_EXERCISE PROMPT_. How many lines in the entries below contain "NaiveDate"? Answer with the number only.

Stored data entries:
------------

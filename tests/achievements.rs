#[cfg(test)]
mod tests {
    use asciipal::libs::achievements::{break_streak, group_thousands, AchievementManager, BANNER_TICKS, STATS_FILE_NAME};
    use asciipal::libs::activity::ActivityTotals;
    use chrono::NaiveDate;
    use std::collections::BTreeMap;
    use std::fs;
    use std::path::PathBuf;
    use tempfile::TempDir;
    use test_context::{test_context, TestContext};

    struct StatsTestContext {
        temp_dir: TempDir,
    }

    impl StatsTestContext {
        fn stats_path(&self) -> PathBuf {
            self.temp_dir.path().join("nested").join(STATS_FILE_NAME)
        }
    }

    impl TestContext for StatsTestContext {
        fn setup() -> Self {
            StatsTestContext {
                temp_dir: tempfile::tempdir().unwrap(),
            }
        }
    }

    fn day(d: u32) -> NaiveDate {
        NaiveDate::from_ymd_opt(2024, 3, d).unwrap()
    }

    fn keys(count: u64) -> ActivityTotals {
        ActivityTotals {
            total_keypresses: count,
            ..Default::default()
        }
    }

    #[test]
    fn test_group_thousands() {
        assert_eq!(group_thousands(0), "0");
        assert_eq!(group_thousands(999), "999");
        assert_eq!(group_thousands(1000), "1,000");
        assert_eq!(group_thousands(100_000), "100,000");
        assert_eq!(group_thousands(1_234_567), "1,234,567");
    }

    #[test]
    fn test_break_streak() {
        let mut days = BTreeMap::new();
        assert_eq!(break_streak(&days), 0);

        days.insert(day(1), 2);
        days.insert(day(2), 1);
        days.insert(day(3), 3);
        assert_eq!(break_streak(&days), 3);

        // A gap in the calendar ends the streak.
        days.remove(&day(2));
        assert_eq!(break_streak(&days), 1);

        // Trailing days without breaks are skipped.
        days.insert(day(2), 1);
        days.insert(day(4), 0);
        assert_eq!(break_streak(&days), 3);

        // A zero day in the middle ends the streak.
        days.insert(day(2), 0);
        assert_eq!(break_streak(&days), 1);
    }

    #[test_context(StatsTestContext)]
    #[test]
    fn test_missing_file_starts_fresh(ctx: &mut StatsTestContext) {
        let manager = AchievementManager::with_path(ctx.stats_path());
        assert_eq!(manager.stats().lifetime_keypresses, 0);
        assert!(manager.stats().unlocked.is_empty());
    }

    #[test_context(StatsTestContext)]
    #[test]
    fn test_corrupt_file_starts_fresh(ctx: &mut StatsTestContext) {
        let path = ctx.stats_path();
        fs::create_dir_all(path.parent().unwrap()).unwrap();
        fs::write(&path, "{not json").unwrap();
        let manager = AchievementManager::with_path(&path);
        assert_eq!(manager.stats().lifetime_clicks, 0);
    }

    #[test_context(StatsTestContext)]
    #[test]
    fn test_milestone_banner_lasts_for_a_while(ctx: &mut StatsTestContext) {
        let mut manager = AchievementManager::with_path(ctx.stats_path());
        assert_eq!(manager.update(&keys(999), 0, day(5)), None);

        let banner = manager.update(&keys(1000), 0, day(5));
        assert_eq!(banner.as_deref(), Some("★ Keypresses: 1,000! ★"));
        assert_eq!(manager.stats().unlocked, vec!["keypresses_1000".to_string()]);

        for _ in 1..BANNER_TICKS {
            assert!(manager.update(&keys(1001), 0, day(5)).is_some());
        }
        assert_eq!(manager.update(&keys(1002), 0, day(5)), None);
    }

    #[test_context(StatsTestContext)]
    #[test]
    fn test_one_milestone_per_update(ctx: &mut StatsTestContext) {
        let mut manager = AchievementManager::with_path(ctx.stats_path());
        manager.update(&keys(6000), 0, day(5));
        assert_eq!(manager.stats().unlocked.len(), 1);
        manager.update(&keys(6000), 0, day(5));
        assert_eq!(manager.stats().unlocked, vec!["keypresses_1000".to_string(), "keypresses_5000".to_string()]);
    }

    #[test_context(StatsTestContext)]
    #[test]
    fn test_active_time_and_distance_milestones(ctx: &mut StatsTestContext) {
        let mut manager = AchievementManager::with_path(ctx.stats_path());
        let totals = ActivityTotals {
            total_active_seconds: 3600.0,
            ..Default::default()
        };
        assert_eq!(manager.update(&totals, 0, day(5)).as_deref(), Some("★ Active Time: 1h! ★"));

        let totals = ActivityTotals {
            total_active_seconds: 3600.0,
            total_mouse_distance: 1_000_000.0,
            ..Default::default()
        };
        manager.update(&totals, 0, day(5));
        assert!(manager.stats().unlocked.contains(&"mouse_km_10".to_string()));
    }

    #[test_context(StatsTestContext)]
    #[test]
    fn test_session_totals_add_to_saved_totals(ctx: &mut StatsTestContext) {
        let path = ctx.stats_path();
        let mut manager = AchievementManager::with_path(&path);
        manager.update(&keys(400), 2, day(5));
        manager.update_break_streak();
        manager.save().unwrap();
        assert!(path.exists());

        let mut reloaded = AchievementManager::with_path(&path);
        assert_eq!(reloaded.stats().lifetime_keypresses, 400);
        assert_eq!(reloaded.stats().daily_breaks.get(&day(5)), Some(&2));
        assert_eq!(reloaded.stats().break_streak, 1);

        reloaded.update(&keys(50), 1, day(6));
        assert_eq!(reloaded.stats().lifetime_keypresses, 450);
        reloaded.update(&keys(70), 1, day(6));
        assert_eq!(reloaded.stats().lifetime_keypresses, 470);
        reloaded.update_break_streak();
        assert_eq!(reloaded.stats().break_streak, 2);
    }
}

------------

_RESPONSE TO THE TASK_. 3